Plume, Leloup et Pagliaro au CEPSUM: du rock effrité
par Denis Lavoie
dans La Presse, 22 septembre 1990
Critique

Ne serait-ce de la finale assourdissante de Michel Pagliaro, le spectacle de la rentrée étudiante présenté au CEPSUM jeudi soir n'aurait eu de rock qu'un arrière-goût.

Le son était plutôt mauvais, sauf pour la finale avec Pagliaro, et les éclairages n'ont pris des couleurs que pour cette dernière prestation. Dans l'ensemble, on n'a pas assisté à un événement mémorable, mais plutôt à un show sans connivence, à la manière de ceux du Forum, routinier.

Même la prestation de Pag s'est brisée sur deux ballades, qui sont venues casser le rythme effréné de son rock débridé. Agrémenté d'arrangements instrumentaux, le spectacle du doyen du rock québécois surpassait amplement en son et lumière la courte apparition de Jean Leloup.

Jeune public, bien sûr, dont une bonne partie n'a pu assister à la finale de ce triple spectacle, vu l'heure tardive (en semaine, le transport en commun s'arrête tôt et certains jeunes devaient rentrer sur la Rive Sud (sic) et se priver de la finale du spectacle).

Débutant par une longue prestation de l'irrévérencieux Plume Latraverse, après plus de 45 minutes de retard, ce spectacle des «mauvais garçons» du rock québécois n'avait rien pour en faire le «spectacle de la décennie» comme on l'a présenté.

Finfinaud, jouant toujours bien les ivrognes intellos, Plume Latraverse a joyeusement ouvert le bal de ce programme triple où le vieux matériel allait s'avérer souvent mieux apprécié que le plus récent.

Ainsi Jean Leloup a-t-il bien fait danser les jeunes, mais sans s'attirer trop d'applaudissements. Volontairement (?) étouffée sous le vacarme musical, sa voix est demeurée incompréhensible. Passons.
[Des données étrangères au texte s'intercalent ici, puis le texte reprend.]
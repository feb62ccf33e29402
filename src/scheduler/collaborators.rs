//! Interfaces to the systems around the capacity core.
//!
//! The outer simulation loop supplies these. No-op implementations are
//! provided for callers (and tests) that do not need them.

use serde::{Deserialize, Serialize};

use crate::models::{Activity, MaterialRequirement, Resource, Tick};
use crate::search::{ReasonCode, SearchFailure, SearchSuccess};

/// Earliest-date source for materials.
pub trait MaterialAllocator {
    /// Earliest tick at or after `at` when `quantity` of `material` can be
    /// supplied to `activity`, or `None` if it never can.
    fn earliest_available(
        &self,
        activity: &Activity,
        material: &MaterialRequirement,
        quantity: f64,
        at: Tick,
    ) -> Option<Tick>;
}

/// Materials are always available.
#[derive(Debug, Clone, Copy, Default)]
pub struct UnconstrainedMaterials;

impl MaterialAllocator for UnconstrainedMaterials {
    fn earliest_available(&self, _: &Activity, _: &MaterialRequirement, _: f64, at: Tick) -> Option<Tick> {
        Some(at)
    }
}

/// Why the simulation should revisit a resource.
#[derive(Debug, Clone, Copy, PartialEq, Eq, Serialize, Deserialize)]
pub enum RetryCause {
    /// A time-based cleanout trigger comes due.
    TimeCleanoutTrigger,
    /// A search failed with a retry tick.
    SearchFailed(ReasonCode),
}

/// Request to re-attempt scheduling on a resource at a tick.
#[derive(Debug, Clone, PartialEq, Eq, Serialize, Deserialize)]
pub struct RetryEvent {
    pub resource_id: String,
    pub at: Tick,
    pub cause: RetryCause,
}

impl RetryEvent {
    /// Event for a failure carrying a retry tick.
    pub fn for_failure(resource_id: impl Into<String>, failure: &SearchFailure) -> Option<Self> {
        failure.retry.map(|at| Self {
            resource_id: resource_id.into(),
            at,
            cause: RetryCause::SearchFailed(failure.reason),
        })
    }
}

/// Receiver of retry events.
pub trait EventSink {
    fn retry_at(&mut self, event: RetryEvent);
}

impl EventSink for Vec<RetryEvent> {
    fn retry_at(&mut self, event: RetryEvent) {
        self.push(event);
    }
}

/// Outcome of a customization review.
#[derive(Debug, Clone, Copy, PartialEq, Eq)]
pub enum Verdict {
    Accept,
    Reject { retry: Option<Tick> },
}

/// User hook reviewing a window before it is offered for commit.
pub trait ScheduleCustomization {
    fn review(&self, activity: &Activity, resource: &Resource, window: &SearchSuccess) -> Verdict;
}

/// Accepts every window.
#[derive(Debug, Clone, Copy, Default)]
pub struct NoCustomization;

impl ScheduleCustomization for NoCustomization {
    fn review(&self, _: &Activity, _: &Resource, _: &SearchSuccess) -> Verdict {
        Verdict::Accept
    }
}

#[cfg(test)]
mod tests {
    use super::*;

    #[test]
    fn test_failure_event_needs_retry() {
        let with = SearchFailure::new(ReasonCode::Occupied, Some(120));
        let event = RetryEvent::for_failure("M1", &with).unwrap();
        assert_eq!(event.at, 120);
        assert_eq!(event.cause, RetryCause::SearchFailed(ReasonCode::Occupied));

        let without = SearchFailure::new(ReasonCode::CanPause, None);
        assert!(RetryEvent::for_failure("M1", &without).is_none());
    }

    #[test]
    fn test_vec_sink() {
        let mut sink = Vec::new();
        sink.retry_at(RetryEvent {
            resource_id: "M1".into(),
            at: 10,
            cause: RetryCause::TimeCleanoutTrigger,
        });
        assert_eq!(sink.len(), 1);
    }

    #[test]
    fn test_defaults() {
        let activity = Activity::new("A", "J");
        let m = MaterialRequirement::new("steel", 1.0);
        assert_eq!(UnconstrainedMaterials.earliest_available(&activity, &m, 5.0, 42), Some(42));
    }
}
Curieux, tout de même, cet engouement d'un public si jeune pour des vieilles tounes de Plume, comme Bobébine et Chambre à louer que les jeunes connaissent par coeur. Si j'ai eu des frissons de nostalgie pour une de ces chansons qui me ramenait 20 ans en arrière, c'est sûrement un autre courant qui a touché les jeunes étudiants qui ont rappelé Plume sur scène.

Le fantaisiste

Faut dire que le bonhomme joue bien les adolescents attardés et sait être un amuseur public très rock de tempérament. C'est là que s'arrête l'aspect rock de la prestation de Plume en trio, sans batterie et dans un style qui fait parfois assez folklorique pour justifier sa classsification dans ce genre musical par le jury de l'ADISQ. L'artiste n'a d'ailleurs pas manqué de signaler en spectacle cette curieuse méprise à son endroit.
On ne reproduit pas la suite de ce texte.